The researchers state in their conclusion that "patients who are prescribed antipsychotic medications considered to be of high or intermediate metabolic risk may face a higher risk of major cardiovascular outcomes during follow-up. Thus, the adequate control of major cardiovascular risk factors remains paramount. Our results warrant further confirmation and external validation." They also point out that "antipsychotic treatment is associated with higher rates of all-cause mortality in older adults; however, mechanisms underlying this association remain largely unknown."

This is not the first study to conclude that antipsychotics can increase the risk of stroke and cardiovascular problems. However the authors of this study state that to their knowledge "none have compared antipsychotics on the basis of their proneness to develop metabolic abnormalities such as weight gain, hyperlipidemia, and type 2 diabetes." Other studies have revealed:
  • A study published in the British Medical Journal in 2008 investigated the association between use of typical and atypical antipsychotic drugs and incidence of stroke in patients with and without dementia. The authors found that, "All antipsychotics are associated with an increased risk of stroke, and the risk might be higher in patients receiving atypical antipsychotics than those receiving typical antipsychotics. People with dementia seem to be at a higher risk of an associated stroke than people without dementia and use of antipsychotics should, when possible, be avoided in these patients."
  • In 2015, the journal World Psychiatry published a study that evaluated adverse effects from the use of second-generation antipsychotics (SGAs) in adults aged 18-65 years. The authors wrote, "This study documents, for the first time, a significantly increased risk for stroke and coronary artery disease in a non-elderly adult sample with SGA use. We also confirm a significant risk for adverse metabolic outcomes. These findings raise concerns about the longer-term safety of SGAs, given their widespread and chronic use." The researchers also found that in addition to the well-established risks of SGAs, "there was a significantly increased risk for myocardial infarction, stroke, angina, hypertensive heart disease, coronary artery disease, and transient ischemic attack [also called a mini-stroke]."

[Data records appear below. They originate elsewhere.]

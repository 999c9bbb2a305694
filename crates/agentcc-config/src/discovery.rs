//! Settings file discovery.
//!
//! Resolution order (later overrides earlier):
//! 1. Built-in defaults
//! 2. `<config dir>/config.toml` (`AGENTCC_CONFIG_DIR` or the platform config dir)
//! 3. Environment variable overrides

use std::path::{Path, PathBuf};

use crate::{ConfigError, Result, Settings};

/// Default config filename within the config directory.
const USER_CONFIG_FILE: &str = "config.toml";

/// Application name for config directory resolution.
const APP_NAME: &str = "agentcc";

/// Environment variable to override the config directory.
const CONFIG_DIR_ENV: &str = "AGENTCC_CONFIG_DIR";

/// Result of settings discovery.
#[derive(Debug, Clone)]
pub struct LoadedSettings {
    /// The effective settings.
    pub settings: Settings,
    /// The file the settings were read from, if one was loaded.
    pub source: Option<PathBuf>,
    /// Problems that were tolerated along the way.
    pub warnings: Vec<String>,
}

/// Get the config directory for agentcc.
///
/// Checks `AGENTCC_CONFIG_DIR` first, then falls back to the platform default
/// (`~/.config/agentcc` on Linux, `~/Library/Application Support/agentcc` on macOS).
pub fn config_dir() -> Option<PathBuf> {
    if let Ok(dir) = std::env::var(CONFIG_DIR_ENV)
        && !dir.is_empty()
    {
        return Some(PathBuf::from(dir));
    }
    dirs::config_dir().map(|d| d.join(APP_NAME))
}

/// Get the settings file path.
pub fn config_path() -> Option<PathBuf> {
    config_dir().map(|d| d.join(USER_CONFIG_FILE))
}

/// Load settings from the default config directory and the process environment.
pub fn load_settings() -> LoadedSettings {
    load_settings_from(config_dir().as_deref(), |name| std::env::var(name).ok())
}

/// Load settings from an explicit config directory with an explicit
/// environment lookup.
///
/// Never fails: a broken settings file is reported as a warning and the
/// defaults are used instead.
pub fn load_settings_from<F>(config_dir: Option<&Path>, lookup: F) -> LoadedSettings
where
    F: Fn(&str) -> Option<String>,
{
    let mut settings = Settings::default();
    let mut warnings = Vec::new();
    let mut source = None;

    if let Some(path) = config_dir.map(|d| d.join(USER_CONFIG_FILE))
        && path.is_file()
    {
        match load_settings_file(&path) {
            Ok(loaded) => {
                settings = loaded;
                source = Some(path);
            }
            Err(e) => warnings.push(format!("Failed to load {}: {}", path.display(), e)),
        }
    }

    settings.apply_env_overrides(lookup, &mut warnings);

    for warning in &warnings {
        tracing::warn!("{}", warning);
    }

    LoadedSettings {
        settings,
        source,
        warnings,
    }
}

/// Load settings from a specific file path (no discovery).
pub fn load_settings_file(path: &Path) -> Result<Settings> {
    let contents = std::fs::read_to_string(path).map_err(|e| ConfigError::ReadFile {
        path: path.display().to_string(),
        source: e,
    })?;
    Settings::from_toml(&contents)
}

// ─────────────────────────────────────────────────────────────────────────────
// Tests
// ─────────────────────────────────────────────────────────────────────────────

#[cfg(test)]
mod tests {
    use super::*;
    use crate::settings::DEFAULT_MODEL;
    use std::fs;
    use tempfile::TempDir;

    fn no_env(_: &str) -> Option<String> {
        None
    }

    #[test]
    fn test_missing_dir_gives_defaults() {
        let loaded = load_settings_from(None, no_env);
        assert_eq!(loaded.settings, Settings::default());
        assert!(loaded.source.is_none());
        assert!(loaded.warnings.is_empty());
    }

    #[test]
    fn test_missing_file_gives_defaults() {
        let dir = TempDir::new().unwrap();
        let loaded = load_settings_from(Some(dir.path()), no_env);
        assert_eq!(loaded.settings, Settings::default());
        assert!(loaded.source.is_none());
    }

    #[test]
    fn test_loads_settings_file() {
        let dir = TempDir::new().unwrap();
        fs::write(
            dir.path().join("config.toml"),
            "[anthropic]\nmodel = \"from-file\"\nmax_tokens = 512\n",
        )
        .unwrap();

        let loaded = load_settings_from(Some(dir.path()), no_env);
        assert_eq!(loaded.settings.anthropic.model, "from-file");
        assert_eq!(loaded.settings.anthropic.max_tokens, 512);
        assert_eq!(loaded.source, Some(dir.path().join("config.toml")));
    }

    #[test]
    fn test_env_overrides_file() {
        let dir = TempDir::new().unwrap();
        fs::write(
            dir.path().join("config.toml"),
            "[anthropic]\nmodel = \"from-file\"\n",
        )
        .unwrap();

        let loaded = load_settings_from(Some(dir.path()), |name| {
            (name == "AGENTCC_MODEL").then(|| "from-env".to_string())
        });
        assert_eq!(loaded.settings.anthropic.model, "from-env");
    }

    #[test]
    fn test_broken_file_warns_and_uses_defaults() {
        let dir = TempDir::new().unwrap();
        fs::write(dir.path().join("config.toml"), "[anthropic\n").unwrap();

        let loaded = load_settings_from(Some(dir.path()), no_env);
        assert_eq!(loaded.settings.anthropic.model, DEFAULT_MODEL);
        assert!(loaded.source.is_none());
        assert_eq!(loaded.warnings.len(), 1);
        assert!(loaded.warnings[0].contains("config.toml"));
    }

    #[test]
    fn test_config_path_ends_with_file_name() {
        if let Some(p) = config_path() {
            assert!(p.ends_with("config.toml"));
        }
    }
}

  • A study from 2013 published in Spain's Revista de Neurología found that patients treated with antipsychotic drugs had a greater prevalence of several cardiovascular risk factors (diabetes, obesity, etc.) and the presence of stroke was higher in those treated with antipsychotics.
  • The British Journal of Psychiatry published a study in 2007 that concluded that metabolic disease (a group of risk factors that increase ones risk for heart disease, diabetes, stroke and more) and cardiovascular risk are more prevalent among people treated with antipsychotics.

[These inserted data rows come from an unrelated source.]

//! Anthropic API backend implementation.
//!
//! This module provides the `AnthropicBackend` which connects to Anthropic's
//! Messages API. Requests are made once; failures are reported, not retried.

use async_trait::async_trait;
use reqwest::{Client, Response, header};
use std::time::Duration;

use agentcc_types::Turn;

use crate::backend::ChatBackend;
use crate::error::{LlmError, Result};
use crate::types::{CompletionRequest, CompletionResponse};

/// Default API base URL.
const DEFAULT_API_BASE: &str = "https://api.anthropic.com";

/// Default API version.
const DEFAULT_API_VERSION: &str = "2023-06-01";

/// Default model.
const DEFAULT_MODEL: &str = "claude-sonnet-4-20250514";

/// Default output token bound.
const DEFAULT_MAX_TOKENS: u32 = 8096;

/// Default timeout for requests.
const DEFAULT_TIMEOUT_SECS: u64 = 300;

// ─────────────────────────────────────────────────────────────────────────────
// Configuration
// ─────────────────────────────────────────────────────────────────────────────

/// Configuration for the Anthropic backend.
#[derive(Clone)]
pub struct AnthropicConfig {
    /// API key for authentication.
    pub api_key: String,

    /// Base URL for the API.
    pub base_url: String,

    /// API version header.
    pub api_version: String,

    /// Model identifier.
    pub model: String,

    /// Maximum tokens to generate per reply.
    pub max_tokens: u32,

    /// Request timeout.
    pub timeout: Duration,
}

impl std::fmt::Debug for AnthropicConfig {
    fn fmt(&self, f: &mut std::fmt::Formatter<'_>) -> std::fmt::Result {
        f.debug_struct("AnthropicConfig")
            .field("api_key", &"<redacted>")
            .field("base_url", &self.base_url)
            .field("api_version", &self.api_version)
            .field("model", &self.model)
            .field("max_tokens", &self.max_tokens)
            .field("timeout", &self.timeout)
            .finish()
    }
}

impl AnthropicConfig {
    /// Create a new config with the given API key.
    pub fn new(api_key: impl Into<String>) -> Self {
        Self {
            api_key: api_key.into(),
            base_url: DEFAULT_API_BASE.to_string(),
            api_version: DEFAULT_API_VERSION.to_string(),
            model: DEFAULT_MODEL.to_string(),
            max_tokens: DEFAULT_MAX_TOKENS,
            timeout: Duration::from_secs(DEFAULT_TIMEOUT_SECS),
        }
    }

    /// Set a custom base URL.
    pub fn with_base_url(mut self, url: impl Into<String>) -> Self {
        self.base_url = url.into();
        self
    }

    /// Set the API version header.
    pub fn with_api_version(mut self, version: impl Into<String>) -> Self {
        self.api_version = version.into();
        self
    }

    /// Set the model.
    pub fn with_model(mut self, model: impl Into<String>) -> Self {
        self.model = model.into();
        self
    }

    /// Set the output token bound.
    pub fn with_max_tokens(mut self, max_tokens: u32) -> Self {
        self.max_tokens = max_tokens;
        self
    }

    /// Set request timeout.
    pub fn with_timeout(mut self, timeout: Duration) -> Self {
        self.timeout = timeout;
        self
    }
}

// ─────────────────────────────────────────────────────────────────────────────
// Anthropic Backend
// ─────────────────────────────────────────────────────────────────────────────

/// Anthropic API backend.
pub struct AnthropicBackend {
    client: Client,
    config: AnthropicConfig,
}

impl AnthropicBackend {
    /// Create a new Anthropic backend with the given configuration.
    pub fn new(config: AnthropicConfig) -> Result<Self> {
        let client = Client::builder()
            .timeout(config.timeout)
            .build()
            .map_err(|e| LlmError::Internal(format!("Failed to create HTTP client: {}", e)))?;

        Ok(Self { client, config })
    }

    /// Build the messages endpoint URL.
    fn messages_url(&self) -> String {
        format!("{}/v1/messages", self.config.base_url.trim_end_matches('/'))
    }

    /// Add authentication and API headers to a request.
    fn add_headers(&self, builder: reqwest::RequestBuilder) -> reqwest::RequestBuilder {
        builder
            .header("x-api-key", &self.config.api_key)
            .header("anthropic-version", &self.config.api_version)
            .header(header::CONTENT_TYPE, "application/json")
    }

    /// Send a completion request and parse the response.
    pub async fn complete(&self, request: &CompletionRequest) -> Result<CompletionResponse> {
        tracing::debug!(
            model = %request.model,
            max_tokens = request.max_tokens,
            messages = request.messages.len(),
            "Sending messages request"
        );

        let response = self
            .add_headers(self.client.post(self.messages_url()))
            .json(request)
            .send()
            .await?;

        Self::handle_response(response).await
    }

    /// Handle a successful response.
    async fn handle_response(response: Response) -> Result<CompletionResponse> {
        if !response.status().is_success() {
            return Err(Self::handle_error_response(response).await);
        }

        let body = response.text().await?;
        let parsed: CompletionResponse =
            serde_json::from_str(&body).map_err(|e| LlmError::Serialization(e.to_string()))?;

        tracing::debug!(
            id = %parsed.id,
            input_tokens = parsed.usage.input_tokens,
            output_tokens = parsed.usage.output_tokens,
            "Received messages response"
        );
        Ok(parsed)
    }

    /// Handle an error response.
    async fn handle_error_response(response: Response) -> LlmError {
        let status = response.status();
        let body = response.text().await.unwrap_or_default();

        if let Ok(error) = serde_json::from_str::<ApiError>(&body) {
            match status.as_u16() {
                401 => LlmError::Auth(format!("Authentication failed: {}", error.error.message)),
                429 => LlmError::RateLimit(error.error.message),
                500..=599 => LlmError::Backend(format!("Server error: {}", error.error.message)),
                _ => LlmError::Backend(error.error.message),
            }
        } else {
            LlmError::Backend(format!("HTTP {}: {}", status, body))
        }
    }
}

#[async_trait]
impl ChatBackend for AnthropicBackend {
    async fn exchange(&self, transcript: &[Turn]) -> Result<String> {
        let request = CompletionRequest::new(
            self.config.model.clone(),
            transcript.to_vec(),
            self.config.max_tokens,
        );
        let response = self.complete(&request).await?;
        Ok(response.first_text()?.to_string())
    }

    fn name(&self) -> &str {
        "anthropic"
    }
}

// ─────────────────────────────────────────────────────────────────────────────
// API Error Types
// ─────────────────────────────────────────────────────────────────────────────

#[derive(Debug, serde::Deserialize)]
struct ApiError {
    error: ApiErrorDetail,
}

#[derive(Debug, serde::Deserialize)]
struct ApiErrorDetail {
    #[serde(rename = "type")]
    #[allow(dead_code)]
    error_type: String,
    message: String,
}

// ─────────────────────────────────────────────────────────────────────────────
// Tests
// ─────────────────────────────────────────────────────────────────────────────
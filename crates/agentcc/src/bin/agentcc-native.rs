use std::process::ExitCode;

use agentcc::{cli, Variant};

#[tokio::main(flavor = "current_thread")]
async fn main() -> ExitCode {
    cli::run(Variant::Native).await
}
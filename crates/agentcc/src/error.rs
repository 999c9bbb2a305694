//! Errors that end an exchange.

use agentcc_config::ConfigError;
use agentcc_llm::LlmError;
use thiserror::Error;

/// Result type alias using the exchange error type.
pub type Result<T> = std::result::Result<T, ExchangeError>;

/// Anything that stops a prompt from turning into a persisted reply.
#[derive(Debug, Error)]
pub enum ExchangeError {
    /// No credential or executable could be found.
    #[error(transparent)]
    Resolve(#[from] ConfigError),

    /// The backend failed to produce a reply.
    #[error(transparent)]
    Backend(#[from] LlmError),

    /// The context file could not be written.
    #[error("Could not save context file: {0}")]
    Save(#[source] agentcc_session::Error),

    /// The context file could not be removed.
    #[error("Could not clear context file: {0}")]
    Clear(#[source] agentcc_session::Error),
}
//! agentcc - forward a prompt to Claude and keep the conversation.
//!
//! Three small tools share everything in this crate and differ only in
//! their [`Variant`]:
//!
//! - `agentcc`: Messages API, key from `ANTHROPIC_API_KEY`
//! - `agentcc-native`: Messages API, key discovered from existing installs
//! - `agentcc-local`: a locally installed CLI agent run as a subprocess
//!
//! Each invocation loads the variant's context file, sends the whole
//! transcript plus the new prompt, prints the reply and saves the extended
//! conversation. `/clear` deletes the context file instead.

pub mod cli;
pub mod error;
pub mod exchange;
pub mod logging;
pub mod variant;

pub use error::{ExchangeError, Result};
pub use exchange::{CLEAR_COMMAND, Exchange};
pub use variant::Variant;
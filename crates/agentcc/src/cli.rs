//! Command-line entry point shared by all three tools.

use std::process::ExitCode;

use agentcc_config::load_settings;
use clap::{Arg, ArgAction, CommandFactory, FromArgMatches, Parser};
use console::Style;

use crate::error::{ExchangeError, Result};
use crate::exchange::{CLEAR_COMMAND, Exchange};
use crate::logging;
use crate::variant::Variant;

/// Printed after a successful `/clear`.
const CLEARED_MESSAGE: &str = "Context cleared.";

/// Arguments: a single free-text prompt.
///
/// Help and version are long-only and the prompt accepts leading hyphens,
/// so prompts like `-1 plus 1?` or `-v` are sent as written.
#[derive(Debug, Parser)]
#[command(version, long_about = None, disable_help_flag = true, disable_version_flag = true)]
pub struct Cli {
    /// Prompt to send, or "/clear" to forget the conversation
    #[arg(value_name = "PROMPT", allow_hyphen_values = true)]
    pub prompt: Option<String>,
}

impl Cli {
    /// Parse the process arguments for `variant`.
    pub fn parse_for(variant: Variant) -> std::result::Result<Self, clap::Error> {
        Self::parse_from_for(variant, std::env::args_os())
    }

    /// Parse `args` (including the program name) for `variant`.
    pub fn parse_from_for<I, T>(variant: Variant, args: I) -> std::result::Result<Self, clap::Error>
    where
        I: IntoIterator<Item = T>,
        T: Into<std::ffi::OsString> + Clone,
    {
        let matches = Self::command()
            .name(variant.binary_name())
            .bin_name(variant.binary_name())
            .about(variant.about())
            .arg(
                Arg::new("help")
                    .long("help")
                    .action(ArgAction::Help)
                    .help("Print help"),
            )
            .arg(
                Arg::new("version")
                    .long("version")
                    .action(ArgAction::Version)
                    .help("Print version"),
            )
            .try_get_matches_from(args)?;
        Self::from_arg_matches(&matches)
    }
}

/// Run one invocation of `variant` and return the process exit code.
pub async fn run(variant: Variant) -> ExitCode {
    let cli = match Cli::parse_for(variant) {
        Ok(cli) => cli,
        Err(err) => {
            let _ = err.print();
            return if err.use_stderr() {
                ExitCode::FAILURE
            } else {
                ExitCode::SUCCESS
            };
        }
    };

    let prompt = match cli.prompt {
        Some(prompt) if !prompt.is_empty() => prompt,
        _ => {
            println!("{}", variant.usage());
            return ExitCode::FAILURE;
        }
    };

    let _guard = match logging::init(variant.binary_name()) {
        Ok(guard) => guard,
        Err(e) => {
            eprintln!("Warning: {:#}", e);
            None
        }
    };

    match execute(variant, &prompt).await {
        Ok(output) => {
            println!("{}", output);
            ExitCode::SUCCESS
        }
        Err(err) => {
            tracing::debug!(error = ?err, "Exchange failed");
            report(variant, &err);
            ExitCode::FAILURE
        }
    }
}

/// Clear the context or run an exchange; returns what to print.
async fn execute(variant: Variant, prompt: &str) -> Result<String> {
    let exchange = Exchange::new(variant.store()?);

    if prompt == CLEAR_COMMAND {
        exchange.clear()?;
        return Ok(CLEARED_MESSAGE.to_string());
    }

    let loaded = load_settings();
    if let Some(ref source) = loaded.source {
        tracing::debug!(path = %source.display(), "Loaded settings");
    }
    exchange
        .run(prompt, || variant.resolve_backend(&loaded.settings))
        .await
}

fn report(variant: Variant, err: &ExchangeError) {
    let report = variant.failure_report(err);
    let red = Style::new().red().for_stderr();
    eprintln!("{} {}", red.apply_to("Error:"), report.headline);
    for line in &report.details {
        eprintln!("{}", line);
    }
}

There have also been 40 international drug regulatory agency warnings on antipsychotics causing cardiovascular disorders.

With 1.6 percent of American adults taking antipsychotics according to a recent research letter published online by JAMA Internal Medicine, it is of concern that many of the drugs in this category can increase the risk of major cardiovascular events by nearly three times.